Although, to call me shy is a bit of an understatement. I've been known to freeze up in front of my parents. Yeah. That's happened. Uh-huh.
Thus, I freely admit I was terrified to post my last update. Mostly because I didn't want people to know how much I hid. I didn't want them to know I was (am) scared and that I haven't trusted them, even though I love them.
And yet ... they - you - are my friends (Even if I don't know you, I still consider you a friend because why not? Hi!). I love you all, I really do. Last Thursday and Friday I got to experience anew how beautiful and trustworthy and kind and good you all are. And I regret not trusting, which I think is the root of my shyness: I don't trust love to override judgement and I don't trust forgiveness to cleanse. And so I barricade myself in my pride because pride is my last defense when my trust falls.

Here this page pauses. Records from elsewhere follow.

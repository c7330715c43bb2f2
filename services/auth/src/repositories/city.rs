//! City repository for linked-city resolution

use std::sync::Arc;

use common::store::RecordStore;
use tracing::warn;

use crate::models::{CITIES_TABLE, CitySummary};

/// City repository
#[derive(Clone)]
pub struct CityRepository {
    store: Arc<dyn RecordStore>,
}

impl CityRepository {
    /// Create a new city repository
    pub fn new(store: Arc<dyn RecordStore>) -> Self {
        Self { store }
    }

    /// Resolve linked city ids into display summaries
    ///
    /// A broken link (dangling id, malformed row, store failure) is skipped
    /// with a warning rather than failing the caller.
    pub async fn resolve_summaries(&self, ids: &[String]) -> Vec<CitySummary> {
        let mut cities = Vec::with_capacity(ids.len());
        for id in ids {
            match self.store.fetch(CITIES_TABLE, id).await {
                Ok(Some(record)) => match CitySummary::from_record(&record) {
                    Ok(city) => cities.push(city),
                    Err(e) => warn!("Skipping malformed city record {}: {}", id, e),
                },
                Ok(None) => warn!("Skipping dangling city link: {}", id),
                Err(e) => warn!("Failed to resolve city link {}: {}", id, e),
            }
        }
        cities
    }
}
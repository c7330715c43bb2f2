//! Cookie helpers for the calendar credential transport
//!
//! The calendar integration carries its OAuth tokens as http-only cookies;
//! the session endpoints use the Authorization header instead.

use axum_extra::extract::cookie::{Cookie, SameSite};
use time::Duration;

/// Cookie name for the calendar access token
pub const ACCESS_COOKIE: &str = "calendar_access_token";
/// Cookie name for the calendar refresh token
pub const REFRESH_COOKIE: &str = "calendar_refresh_token";

/// Access-token cookie lifetime: one hour
const ACCESS_MAX_AGE_SECS: i64 = 3_600;
/// Refresh-token cookie lifetime: 30 days
const REFRESH_MAX_AGE_SECS: i64 = 2_592_000;

/// Build the http-only cookie carrying the access token
pub fn access_cookie(token: &str, secure: bool) -> Cookie<'static> {
    Cookie::build((ACCESS_COOKIE.to_string(), token.to_string()))
        .http_only(true)
        .secure(secure)
        .same_site(SameSite::Lax)
        .path("/".to_string())
        .max_age(Duration::seconds(ACCESS_MAX_AGE_SECS))
        .build()
}

/// Build the http-only cookie carrying the refresh token
pub fn refresh_cookie(token: &str, secure: bool) -> Cookie<'static> {
    Cookie::build((REFRESH_COOKIE.to_string(), token.to_string()))
        .http_only(true)
        .secure(secure)
        .same_site(SameSite::Lax)
        .path("/".to_string())
        .max_age(Duration::seconds(REFRESH_MAX_AGE_SECS))
        .build()
}

#[cfg(test)]
mod tests {
    use super::*;

    #[test]
    fn access_cookie_carries_the_required_attributes() {
        let cookie = access_cookie("token-value", true);
        assert_eq!(cookie.name(), ACCESS_COOKIE);
        assert_eq!(cookie.value(), "token-value");
        assert_eq!(cookie.http_only(), Some(true));
        assert_eq!(cookie.secure(), Some(true));
        assert_eq!(cookie.same_site(), Some(SameSite::Lax));
        assert_eq!(cookie.max_age(), Some(Duration::seconds(3_600)));
    }

    #[test]
    fn refresh_cookie_lives_thirty_days() {
        let cookie = refresh_cookie("token-value", false);
        assert_eq!(cookie.name(), REFRESH_COOKIE);
        assert_eq!(cookie.secure(), Some(false));
        assert_eq!(cookie.max_age(), Some(Duration::seconds(2_592_000)));
    }
}
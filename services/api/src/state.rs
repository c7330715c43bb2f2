//! Application state shared across handlers

use crate::repositories::{CityRepository, SessionRepository, UserRepository};

/// Application state shared across handlers
#[derive(Clone)]
pub struct AppState {
    pub user_repository: UserRepository,
    pub city_repository: CityRepository,
    pub session_repository: SessionRepository,
}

There are reasons trust is a struggle for me, which partially stems from a bunch of unfortunate, complicated events that happened while I was growing up, including misunderstandings that left me either betrayed or devastated, and always crying. So because trusting others didn't work out, I learned to protect myself from snap judgements by either shutting up or acting stoic. Do that for a long time and you lose the ability to be who you are, who you were made to be. You're frustrated because deep inside you know who you've hidden, but you don't have the ability to unlock her (or him).

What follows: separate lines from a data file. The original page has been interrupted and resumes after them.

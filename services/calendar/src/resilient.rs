//! One-shot refresh-and-retry envelope for calendar calls
//!
//! Every operation that reaches the calendar service with a cached access
//! token goes through [`with_credential_refresh`]: a single detected
//! expired-grant failure triggers one upstream token refresh and exactly one
//! retry, and the retried outcome is final. All other failures propagate
//! untouched.

use std::future::Future;

use tracing::info;

use crate::client::{CalendarApi, CalendarError};
use crate::models::{Calendar, Credentials};

/// Case-insensitive substring identifying the franchise calendar among the
/// account's calendars
pub const TARGET_CALENDAR_MARKER: &str = "EPICU";

/// Run `operation` with the current access token, recovering once from an
/// expired grant
///
/// On [`CalendarError::ExpiredGrant`]: without a refresh token the call
/// fails with [`CalendarError::CredentialExpired`]; a failed refresh becomes
/// [`CalendarError::CredentialExpiredAndUnrefreshable`]; a successful
/// refresh updates `credentials` in place and the operation is retried
/// exactly once. Callers can compare the access token before and after to
/// know whether a rotated credential must be re-issued to the client.
pub async fn with_credential_refresh<T, F, Fut>(
    client: &dyn CalendarApi,
    credentials: &mut Credentials,
    operation: F,
) -> Result<T, CalendarError>
where
    F: Fn(String) -> Fut,
    Fut: Future<Output = Result<T, CalendarError>>,
{
    match operation(credentials.access_token.clone()).await {
        Ok(value) => Ok(value),
        Err(CalendarError::ExpiredGrant) => {
            let refresh_token = credentials
                .refresh_token
                .as_deref()
                .ok_or(CalendarError::CredentialExpired)?;

            info!("Calendar grant expired, refreshing credential");
            let new_access = client
                .refresh_credential(refresh_token)
                .await
                .map_err(|e| CalendarError::CredentialExpiredAndUnrefreshable(e.to_string()))?;

            credentials.access_token = new_access.clone();

            // The retried attempt's outcome is final; no second retry.
            operation(new_access).await
        }
        Err(other) => Err(other),
    }
}

/// Select the franchise calendar among the account's calendars
///
/// Picks the first calendar whose display name contains `marker`,
/// case-insensitively.
pub fn find_target_calendar<'a>(
    calendars: &'a [Calendar],
    marker: &str,
) -> Result<&'a Calendar, CalendarError> {
    let needle = marker.to_lowercase();
    calendars
        .iter()
        .find(|calendar| calendar.display_name.to_lowercase().contains(&needle))
        .ok_or_else(|| CalendarError::TargetCalendarNotFound(marker.to_string()))
}

#[cfg(test)]
mod tests {
    use super::*;
    use async_trait::async_trait;
    use std::sync::Arc;
    use std::sync::atomic::{AtomicU32, Ordering};

    use crate::models::{CalendarEvent, EventTime, EventWindow, NewEvent};

    /// Scripted calendar double: fails `insert_event` with the expired-grant
    /// marker a configured number of times, then succeeds. Counts calls.
    struct ScriptedCalendar {
        grant_failures: u32,
        refresh_succeeds: bool,
        insert_calls: AtomicU32,
        refresh_calls: AtomicU32,
    }

    impl ScriptedCalendar {
        fn new(grant_failures: u32, refresh_succeeds: bool) -> Arc<Self> {
            Arc::new(Self {
                grant_failures,
                refresh_succeeds,
                insert_calls: AtomicU32::new(0),
                refresh_calls: AtomicU32::new(0),
            })
        }
    }

    #[async_trait]
    impl CalendarApi for ScriptedCalendar {
        async fn list_calendars(&self, _: &str) -> Result<Vec<Calendar>, CalendarError> {
            Ok(vec![
                Calendar {
                    id: "cal-a".to_string(),
                    display_name: "Team A".to_string(),
                },
                Calendar {
                    id: "cal-epicu".to_string(),
                    display_name: "EPICU Paris".to_string(),
                },
            ])
        }

        async fn list_events(
            &self,
            _: &str,
            _: &str,
            _: &EventWindow,
        ) -> Result<Vec<CalendarEvent>, CalendarError> {
            Ok(vec![])
        }

        async fn insert_event(
            &self,
            _: &str,
            _: &str,
            event: &NewEvent,
        ) -> Result<CalendarEvent, CalendarError> {
            let call = self.insert_calls.fetch_add(1, Ordering::SeqCst);
            if call < self.grant_failures {
                return Err(CalendarError::ExpiredGrant);
            }
            Ok(CalendarEvent {
                id: "evt-1".to_string(),
                summary: Some(event.summary.clone()),
                description: event.description.clone(),
                location: event.location.clone(),
                start: Some(event.start.clone()),
                end: Some(event.end.clone()),
            })
        }

        async fn delete_event(&self, _: &str, _: &str, _: &str) -> Result<(), CalendarError> {
            Ok(())
        }

        async fn refresh_credential(&self, _: &str) -> Result<String, CalendarError> {
            self.refresh_calls.fetch_add(1, Ordering::SeqCst);
            if self.refresh_succeeds {
                Ok("fresh-access".to_string())
            } else {
                Err(CalendarError::Upstream {
                    status: 400,
                    message: "invalid_grant".to_string(),
                })
            }
        }
    }

    fn sample_event() -> NewEvent {
        let now = chrono::Utc::now();
        NewEvent {
            summary: "Apéro mensuel".to_string(),
            description: None,
            location: None,
            start: EventTime::at(now),
            end: EventTime::at(now + chrono::Duration::hours(2)),
        }
    }

    fn credentials(refresh_token: Option<&str>) -> Credentials {
        Credentials {
            access_token: "stale-access".to_string(),
            refresh_token: refresh_token.map(str::to_string),
        }
    }

    async fn insert_through_wrapper(
        calendar: &Arc<ScriptedCalendar>,
        credentials: &mut Credentials,
    ) -> Result<CalendarEvent, CalendarError> {
        let client = calendar.clone();
        let event = sample_event();
        with_credential_refresh(calendar.as_ref(), credentials, |token| {
            let client = client.clone();
            let event = event.clone();
            async move { client.insert_event(&token, "cal-epicu", &event).await }
        })
        .await
    }

    #[tokio::test]
    async fn expired_grant_triggers_one_refresh_and_one_retry() {
        let calendar = ScriptedCalendar::new(1, true);
        let mut creds = credentials(Some("refresh-token"));

        let event = insert_through_wrapper(&calendar, &mut creds).await.unwrap();

        assert_eq!(event.summary.as_deref(), Some("Apéro mensuel"));
        assert_eq!(calendar.refresh_calls.load(Ordering::SeqCst), 1);
        assert_eq!(calendar.insert_calls.load(Ordering::SeqCst), 2);
        // The cached credential was rotated in place.
        assert_eq!(creds.access_token, "fresh-access");
    }

    #[tokio::test]
    async fn the_retried_outcome_is_final() {
        // Fails with the grant marker on both attempts: the second failure
        // must come back unchanged, with no further refresh or retry.
        let calendar = ScriptedCalendar::new(2, true);
        let mut creds = credentials(Some("refresh-token"));

        let result = insert_through_wrapper(&calendar, &mut creds).await;

        assert!(matches!(result, Err(CalendarError::ExpiredGrant)));
        assert_eq!(calendar.refresh_calls.load(Ordering::SeqCst), 1);
        assert_eq!(calendar.insert_calls.load(Ordering::SeqCst), 2);
    }

    #[tokio::test]
    async fn non_grant_failures_are_not_retried() {
        let calendar = ScriptedCalendar::new(0, true);
        let mut creds = credentials(Some("refresh-token"));

        let result = with_credential_refresh(calendar.as_ref(), &mut creds, |_token| async {
            Err::<(), _>(CalendarError::Upstream {
                status: 404,
                message: "Not Found".to_string(),
            })
        })
        .await;

        assert!(matches!(
            result,
            Err(CalendarError::Upstream { status: 404, .. })
        ));
        assert_eq!(calendar.refresh_calls.load(Ordering::SeqCst), 0);
    }

    #[tokio::test]
    async fn missing_refresh_token_fails_without_retry() {
        let calendar = ScriptedCalendar::new(1, true);
        let mut creds = credentials(None);

        let result = insert_through_wrapper(&calendar, &mut creds).await;

        assert!(matches!(result, Err(CalendarError::CredentialExpired)));
        assert_eq!(calendar.refresh_calls.load(Ordering::SeqCst), 0);
        assert_eq!(calendar.insert_calls.load(Ordering::SeqCst), 1);
    }

    #[tokio::test]
    async fn failed_refresh_is_reported_as_unrefreshable() {
        let calendar = ScriptedCalendar::new(1, false);
        let mut creds = credentials(Some("refresh-token"));

        let result = insert_through_wrapper(&calendar, &mut creds).await;

        assert!(matches!(
            result,
            Err(CalendarError::CredentialExpiredAndUnrefreshable(_))
        ));
        assert_eq!(calendar.refresh_calls.load(Ordering::SeqCst), 1);
        assert_eq!(calendar.insert_calls.load(Ordering::SeqCst), 1);
    }

    #[test]
    fn target_resolution_picks_the_marked_calendar() {
        let calendars = vec![
            Calendar {
                id: "cal-a".to_string(),
                display_name: "Team A".to_string(),
            },
            Calendar {
                id: "cal-epicu".to_string(),
                display_name: "EPICU Paris".to_string(),
            },
        ];

        let target = find_target_calendar(&calendars, TARGET_CALENDAR_MARKER).unwrap();
        assert_eq!(target.id, "cal-epicu");

        // Matching is case-insensitive on both sides.
        let target = find_target_calendar(&calendars, "epicu").unwrap();
        assert_eq!(target.id, "cal-epicu");
    }

    #[test]
    fn target_resolution_fails_when_nothing_matches() {
        let calendars = vec![Calendar {
            id: "cal-a".to_string(),
            display_name: "Team A".to_string(),
        }];

        let result = find_target_calendar(&calendars, TARGET_CALENDAR_MARKER);
        assert!(matches!(
            result,
            Err(CalendarError::TargetCalendarNotFound(_))
        ));
    }
}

But somehow, simultaneously, relationships have begun to grow and unfold, like a blossom in the muddy, tangled spring (that feels so far away here in Boston). And in these relationships I see trust begin to glimmer. Like my first semester of college, when I confessed my eating disorder for the first time and assumed people would judge, but instead there was only love and prayer and care. Like my sophomore year when I nervously apologized to my friends for virtually nothing, and the two of them told me flat out I didn't have to be scared in front of them, and no one had ever said that to me before. Like when I pissed off a friend junior year by bowing down to fear and she challenged me, and in the wake of our argument was only love and forgiveness, real forgiveness, and I began to see that forgiveness can be true. When last week, I say I've been struggling in depression and you say I'm beautiful and loved and I can talk to you.

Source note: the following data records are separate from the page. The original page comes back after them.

impl SessionManager {
    /// Create a new session manager over the given record store
    pub fn new(store: Arc<dyn RecordStore>) -> Self {
        Self {
            users: UserRepository::new(store.clone()),
            tokens: TokenRepository::new(store.clone()),
            cities: CityRepository::new(store),
        }
    }

    /// Authenticate with email and password, minting a fresh token pair
    pub async fn login(&self, email: &str, password: &str) -> Result<LoginOutcome, SessionError> {
        let user = self
            .users
            .find_by_email(email)
            .await?
            .ok_or(SessionError::InvalidCredentials)?;

        let hash = user
            .password_hash
            .as_deref()
            .ok_or(SessionError::InvalidCredentials)?;

        if !password::verify_password(password, hash)? {
            return Err(SessionError::InvalidCredentials);
        }

        info!("Login successful for user: {}", user.id);
        let tokens = self.mint_token_pair(&user.id).await?;
        Ok(LoginOutcome { user, tokens })
    }

    /// Rotate a refresh token, issuing a new access/refresh pair
    ///
    /// The presented refresh token is destroyed before anything else; the
    /// delete result gates minting, so two racing calls presenting the same
    /// token cannot both issue a pair. The presented access token is
    /// discarded best-effort (it may already be gone).
    pub async fn refresh(
        &self,
        refresh_token: &str,
        access_token: Option<&str>,
    ) -> Result<TokenPair, SessionError> {
        let stored = self
            .tokens
            .find_refresh_token(refresh_token)
            .await?
            .ok_or(SessionError::InvalidRefreshToken)?;

        if stored.is_expired(Utc::now()) {
            return Err(SessionError::ExpiredRefreshToken);
        }

        if !self.tokens.delete_refresh_token(&stored.id).await? {
            // A concurrent refresh already consumed this token.
            return Err(SessionError::InvalidRefreshToken);
        }

        if let Some(token) = access_token {
            self.discard_access_token(token).await;
        }

        info!("Rotating session for user: {}", stored.user_id);
        self.mint_token_pair(&stored.user_id).await
    }

    /// Destroy the presented tokens; absence of either row is not an error
    pub async fn logout(
        &self,
        access_token: Option<&str>,
        refresh_token: Option<&str>,
    ) -> Result<(), SessionError> {
        let (Some(access_token), Some(refresh_token)) = (access_token, refresh_token) else {
            return Err(SessionError::MissingTokens);
        };
        if access_token.is_empty() || refresh_token.is_empty() {
            return Err(SessionError::MissingTokens);
        }

        self.discard_access_token(access_token).await;
        self.discard_refresh_token(refresh_token).await;
        Ok(())
    }

    /// Validate a signup token without consuming it
    pub async fn validate_signup_token(
        &self,
        token: &str,
    ) -> Result<SignupTokenInfo, SessionError> {
        let (_, user) = self.resolve_signup_token(token).await?;
        Ok(SignupTokenInfo {
            user_name: user.full_name(),
            user_id: user.id,
        })
    }

    /// Set the user's first password and consume the signup token
    ///
    /// The password write happens before the token is destroyed: a crash
    /// between the two steps leaves the token valid, so the call can be
    /// retried safely instead of locking the user out.
    pub async fn initialize_password(
        &self,
        token: &str,
        new_password: &str,
    ) -> Result<(), SessionError> {
        let (stored, user) = self.resolve_signup_token(token).await?;

        let hash = password::hash_password(new_password, SIGNUP_COST)?;
        self.users.set_password_hash(&user.id, &hash).await?;
        self.tokens.delete_signup_token(&stored.id).await?;

        info!("Password initialized for user: {}", user.id);
        Ok(())
    }

    /// Set a password via the inline config token stored on the user record
    ///
    /// The hash write and the token clear go out as one combined update.
    pub async fn set_password_by_inline_token(
        &self,
        token: &str,
        new_password: &str,
    ) -> Result<String, SessionError> {
        let user = self.resolve_inline_token(token).await?;

        let hash = password::hash_password(new_password, CONFIG_TOKEN_COST)?;
        self.users
            .set_password_and_clear_config_token(&user.id, &hash)
            .await?;

        info!("Password set via config token for user: {}", user.id);
        Ok(user.id)
    }

    /// Validate an inline config token and resolve the user's linked cities
    pub async fn validate_inline_token(
        &self,
        token: &str,
    ) -> Result<InlineTokenInfo, SessionError> {
        let user = self.resolve_inline_token(token).await?;
        let cities = self.cities.resolve_summaries(&user.city_ids).await;

        Ok(InlineTokenInfo {
            user_id: user.id,
            first_name: user.first_name,
            last_name: user.last_name,
            cities,
        })
    }

    /// Resolve the user behind a validated access token
    pub async fn current_user(&self, user_id: &str) -> Result<User, SessionError> {
        self.users
            .find_by_id(user_id)
            .await?
            .ok_or(SessionError::UserNotFound)
    }

    /// Mint and persist an access/refresh pair for the user
    ///
    /// If the refresh-token write fails after the access-token row was
    /// created, the orphan access token is deleted before the error
    /// propagates, so no half-issued pair is ever observable.
    async fn mint_token_pair(&self, user_id: &str) -> Result<TokenPair, SessionError> {
        let now = Utc::now();
        let access_token = generate_token(ACCESS_TOKEN_BYTES);
        let refresh_token = generate_token(REFRESH_TOKEN_BYTES);
        let access_expires_at = now + access_token_ttl();
        let refresh_expires_at = now + refresh_token_ttl();

        let access_row = self
            .tokens
            .create_access_token(user_id, &access_token, access_expires_at)
            .await?;

        if let Err(e) = self
            .tokens
            .create_refresh_token(user_id, &refresh_token, refresh_expires_at)
            .await
        {
            if let Err(cleanup) = self.tokens.delete_access_token(&access_row.id).await {
                warn!(
                    "Failed to clean up orphan access token {}: {}",
                    access_row.id, cleanup
                );
            }
            return Err(e.into());
        }

        Ok(TokenPair {
            access_token,
            refresh_token,
            access_expires_at,
            refresh_expires_at,
        })
    }

    async fn resolve_signup_token(
        &self,
        token: &str,
    ) -> Result<(SignupToken, User), SessionError> {
        let stored = self
            .tokens
            .find_signup_token(token)
            .await?
            .ok_or(SessionError::TokenNotFound)?;

        if stored.is_expired(Utc::now()) {
            return Err(SessionError::TokenExpired);
        }

        let user = self
            .users
            .find_by_id(&stored.user_id)
            .await?
            .ok_or(SessionError::UserNotFound)?;

        Ok((stored, user))
    }

    async fn resolve_inline_token(&self, token: &str) -> Result<User, SessionError> {
        if token.is_empty() {
            return Err(SessionError::InvalidToken);
        }

        let user = self
            .users
            .find_by_config_token(token)
            .await?
            .ok_or(SessionError::InvalidToken)?;

        let expires_at = user
            .config_token_expires_at
            .ok_or(SessionError::InvalidToken)?;

        if Utc::now() > expires_at {
            return Err(SessionError::TokenExpired);
        }

        Ok(user)
    }

    async fn discard_access_token(&self, token: &str) {
        match self.tokens.find_access_token(token).await {
            Ok(Some(row)) => {
                if let Err(e) = self.tokens.delete_access_token(&row.id).await {
                    warn!("Failed to discard access token: {}", e);
                }
            }
            Ok(None) => {}
            Err(e) => warn!("Failed to look up access token for discard: {}", e),
        }
    }

    async fn discard_refresh_token(&self, token: &str) {
        match self.tokens.find_refresh_token(token).await {
            Ok(Some(row)) => {
                if let Err(e) = self.tokens.delete_refresh_token(&row.id).await {
                    warn!("Failed to discard refresh token: {}", e);
                }
            }
            Ok(None) => {}
            Err(e) => warn!("Failed to look up refresh token for discard: {}", e),
        }
    }
}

You know, when we get close, you see more of me and much of it is messy and then you could judge and hurt me, and I could do the same to you. Opening myself up to you requires a lot of trust I'd honestly like to hoard to myself. But if
friendships are good, and I firmly believe they are, then they're
reflections of a Judge Who, despite my fears, is neither
me nor you, but - but maybe, maybe, I'm tentatively starting to believe, I want to believe
- Love.
And so maybe now is time for the trial of trust, when I free my trust and treat you as the friends you have (or will, should I not yet know you) been/be to me. When I allow my trust to diffuse into the openness between people, because people are inspiring and intricate and wonderful and heartbreaking and deep and oh-my-gosh I could go on but I'll just leave it with a quote from J. M. Coetzee "We are miracles of creation."
But, anyways, back to trust. Maybe now is the time when I reach out to you and you grab my hand, or maybe you just smile at me because, after all, smiles form emotional bonds as strong as grabbing hands forms physical bonds. And then maybe someday, through practice and tears and probably throwing my hands up and declaring I give up, okay - thanks - bye! before arising and trying right again the next morning, I'll no longer grope around under the shyness.
Until that day, which may never arrive but I hope for sure it does, my trust is meager and fragile, a wisp of what I'd like it to be, but it's all I have to give and I'd like you to have it, if you want.
I will trust you, because you're people and you're worth trust.